I just backed myself into a corner where I had to purchase a device unfathomable in modern audio and which supports a long-dead media format. Hooker bought a cassette recorder! Yes, it's true.
Let me explain why I sunk to such noisy, fluttery depths of desperation:
I have been on a 6-year-long kick to back up my entire digital life. I have converted and archived every file all the way back to my first Commodore-64 computer from 1982 (admittedly, the C64 files went from 5-1/2" floppy to 3.5" Mac floppy back in 1986). Now, I have no way of opening or using those older files but they are part of my digital existence and history. As I get older I feel the need to preserve digital "me". My entire digital existence fits on a 4TB drive... including every massive ProTools session, mega-huge Photoshop file and pilfered internet video that has ever loaded into one of my computers. I also transferred every one of my DAT tapes (42 of them) digitally into ProTools and those sessions are part of this mess.

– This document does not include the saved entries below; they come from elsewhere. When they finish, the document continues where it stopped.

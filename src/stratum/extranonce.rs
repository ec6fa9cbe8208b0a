//! Extranonce values.
//!
//! Extranonce1 comes from the subscribe response and lives for the session.
//! Extranonce2 is freshly randomized for every scan pass, so restarts and
//! parallel workers explore disjoint regions of the coinbase space.

use rand::RngCore;
use std::fmt;

/// A pool- or miner-chosen extranonce.
#[derive(Debug, Clone, PartialEq, Eq)]
pub struct Extranonce(Vec<u8>);

impl Extranonce {
    /// A random extranonce of exactly `size` bytes.
    pub fn random(size: usize) -> Self {
        let mut bytes = vec![0u8; size];
        rand::rng().fill_bytes(&mut bytes);
        Self(bytes)
    }

    pub fn from_bytes(bytes: &[u8]) -> Self {
        Self(bytes.to_vec())
    }

    pub fn from_hex(s: &str) -> Result<Self, hex::FromHexError> {
        Ok(Self(hex::decode(s)?))
    }

    pub fn as_bytes(&self) -> &[u8] {
        &self.0
    }

    pub fn len(&self) -> usize {
        self.0.len()
    }

    pub fn is_empty(&self) -> bool {
        self.0.is_empty()
    }

    pub fn to_hex(&self) -> String {
        hex::encode(&self.0)
    }
}

impl fmt::Display for Extranonce {
    fn fmt(&self, f: &mut fmt::Formatter<'_>) -> fmt::Result {
        f.write_str(&self.to_hex())
    }
}

#[cfg(test)]
mod tests {
    use super::*;

    #[test]
    fn test_random_has_requested_size() {
        assert_eq!(Extranonce::random(4).len(), 4);
        assert_eq!(Extranonce::random(8).len(), 8);
        assert!(Extranonce::random(0).is_empty());
    }

    #[test]
    fn test_hex_round_trip() {
        let en = Extranonce::from_hex("deadbeef").unwrap();
        assert_eq!(en.as_bytes(), &[0xde, 0xad, 0xbe, 0xef]);
        assert_eq!(en.to_hex(), "deadbeef");
    }

    #[test]
    fn test_hex_encoding_matches_size() {
        // A pool that hands out extranonce2_size = 4 expects exactly 8 hex
        // characters back.
        let en = Extranonce::random(4);
        assert_eq!(en.to_hex().len(), 8);
    }
}
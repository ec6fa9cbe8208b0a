//! Shared mining statistics.
//!
//! One registry is shared by every worker and the stats reporter. Workers
//! accumulate counters locally while scanning and flush them here in
//! batches, so the mutex is taken a handful of times per second rather than
//! per nonce. Readers take a consistent snapshot.
//!
//! The counters reset when any of them reaches [`RESET_SENTINEL`] or the
//! session exceeds [`RESET_UPTIME`]; the session start rebases to now so
//! derived rates stay meaningful. The block-found flag survives resets.

use std::sync::Mutex;
use std::time::{Duration, Instant};

/// Counter value at which the registry resets, matching the display width
/// the counters were originally sized for.
pub const RESET_SENTINEL: u64 = 65_536_000;

/// Session length at which the registry resets.
pub const RESET_UPTIME: Duration = Duration::from_secs(3600);

#[derive(Debug)]
struct Counters {
    session_start: Instant,
    templates: u64,
    hashes: u64,
    halfshares: u64,
    shares: u64,
    valids: u64,
    dropped: u64,
    block_found: bool,
    block_found_at: Option<Instant>,
}

impl Counters {
    fn new() -> Self {
        Self {
            session_start: Instant::now(),
            templates: 0,
            hashes: 0,
            halfshares: 0,
            shares: 0,
            valids: 0,
            dropped: 0,
            block_found: false,
            block_found_at: None,
        }
    }
}

/// The process-wide statistics registry.
#[derive(Debug)]
pub struct StatsRegistry {
    inner: Mutex<Counters>,
}

/// A point-in-time view of the registry.
#[derive(Debug, Clone, Copy)]
pub struct StatsSnapshot {
    pub uptime: Duration,
    pub templates: u64,
    pub hashes: u64,
    pub halfshares: u64,
    pub shares: u64,
    pub valids: u64,
    pub dropped: u64,
    pub block_found: bool,
    pub block_found_ago: Option<Duration>,
}

impl StatsRegistry {
    pub fn new() -> Self {
        Self {
            inner: Mutex::new(Counters::new()),
        }
    }

    /// Flush one batch of scan-local counters.
    pub fn add_scan(&self, hashes: u64, halfshares: u64, shares: u64) {
        let mut c = self.inner.lock().unwrap();
        c.hashes += hashes;
        c.halfshares += halfshares;
        c.shares += shares;
    }

    /// Count a received job template.
    pub fn record_template(&self) {
        self.inner.lock().unwrap().templates += 1;
    }

    /// Record a block solution.
    pub fn record_valid(&self) {
        let mut c = self.inner.lock().unwrap();
        c.valids += 1;
        c.block_found = true;
        c.block_found_at = Some(Instant::now());
    }

    /// Count a share dropped because the submission queue was full.
    pub fn record_dropped(&self) {
        self.inner.lock().unwrap().dropped += 1;
    }

    /// Snapshot the counters, applying the overflow reset first.
    pub fn snapshot(&self) -> StatsSnapshot {
        let mut c = self.inner.lock().unwrap();
        let now = Instant::now();

        let overflowed = [c.templates, c.hashes, c.halfshares, c.shares, c.valids]
            .iter()
            .any(|&v| v >= RESET_SENTINEL);
        if overflowed || now.duration_since(c.session_start) >= RESET_UPTIME {
            c.templates = 0;
            c.hashes = 0;
            c.halfshares = 0;
            c.shares = 0;
            c.valids = 0;
            c.dropped = 0;
            c.session_start = now;
        }

        StatsSnapshot {
            uptime: now.duration_since(c.session_start),
            templates: c.templates,
            hashes: c.hashes,
            halfshares: c.halfshares,
            shares: c.shares,
            valids: c.valids,
            dropped: c.dropped,
            block_found: c.block_found,
            block_found_ago: c.block_found_at.map(|at| now.duration_since(at)),
        }
    }
}

impl Default for StatsRegistry {
    fn default() -> Self {
        Self::new()
    }
}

This process of digital archiving made me think about preserving my analog past. 2 years ago I dusted off my open reel deck (a very well-maintained Otari MX5050-B3) as part of the UCI Critical Listening class. I have sound designs from about 25 theatre shows on 2-track 1/4" tape. Every one of those was also transferred into ProTools (96K, 24-bit); that involved a lot of baking tapes in a modified convection oven to reset the binder from a sticky, sheddy mess into something playable. (I am a victim of the tape chemical crisis of the late 80's where every batch of open reel tape was shit... thank you Ampex and Agfa for not announcing your formula change). But the baking endeavor was successful. I have digressed, sorry!
I then decided to tackle my cassette library...
I have over 200 cassette tapes, not of mix tapes and album dubs, but of music projects from teenager up to my mid 20's. I also have recordings of 6-year old me playing the piano (and I was better at it back then) and even high school jazz band concerts. As a professional recording engineer in the late 80's and early 90's, I would take rough mixes of projects out of the studio and into my car - via cassette. My cars were my comparison monitors and a big part of checking my mixes. If the mix sounded good in my car it was probably stellar on anything else. I am a pack-rat and kept every tape.
I learned how to do multitrack recording in high school when my parents bought me a Yamaha MT44 4-track cassette recorder for my 16th birthday (that was 1982!). In its day, the MT44 was a killer little machine and I kept it all these years. 25 of those cassette tapes are 4-track sessions from my bedroom studio in the house where I grew up. So... I dusted off the Yamaha, connected it into ProTools, stuck in a tape... and it played! I transferred every 4-track session into ProTools.
The Yamaha wasn't the only cassette machine in my possession. I saved a Sony cassette machine circa 1990. The headstack got stuck with a tape in it and I had to break it apart to get the tape out. It went into the trash last week. But the Yamaha also plays regular cassettes and I started to use it to transfer the remaining 175 tapes. About 5 tapes in, it slowly started suffer from awful flutter and was getting progressively worse. I cleaned the heads, pinch roller and guides but nothing changed. This meant the problem was either lubrication or bad belts. The thought of restoring this thing made me think of the dozens of other summer projects that would have to be set aside. I gave it a little hug and lovingly put it back in the garage.
And so began my search for a new cassette deck!
Only one company is still making decent cassette decks -- that would be the venerable Tascam/Teac corporation. Cassette decks are ridiculously expensive now and not stocked in any LA stores. That led me to the stalwart Amazon.com. I loathe Amazon but they have cassette decks. I chose the Teac AD-800. It looks like a 90's vintage deck but with a CD player taking up half the front panel. This thing was designed to dub CDs to tape. But it has something odd on the front -- a USB port! There is an A-D converter built into this thing. Mind f*ck is the only phrase that can describe my feelings at this point.
Nothing has changed in cassette tape technology -- or sound quality. Same old mechanical transports, Dolby-B noise reduction that doesn't track properly, slow rewinds, and that saturated, inter-modulated, hissy, unstable and warbly analog sound. I have to admit (with some shame) that I LOVE it! I'm about 40 tapes into my noisy past and reliving the glory of cassettes one tape at a time - and in real-time. And I have some sticky and shedding cassette tapes that won't play - I'm thinking the Betty Crocker treatment in my convection oven might just fix them, just like those old reels.
Now I'm pondering the day when ProTools dies a long-deserved and painful death, and all those archived sessions become unplayable... or when 64-bit audio becomes the standard. What will people think when they hear I was a 24-bit junkie? Or the ghastly fact that I used ProTools.
Another odd side note: with the analog additions, my entire media life now requires more than 4TB. Not sure if that's brag-worthy or not... but I'll let you know how big when it's all done.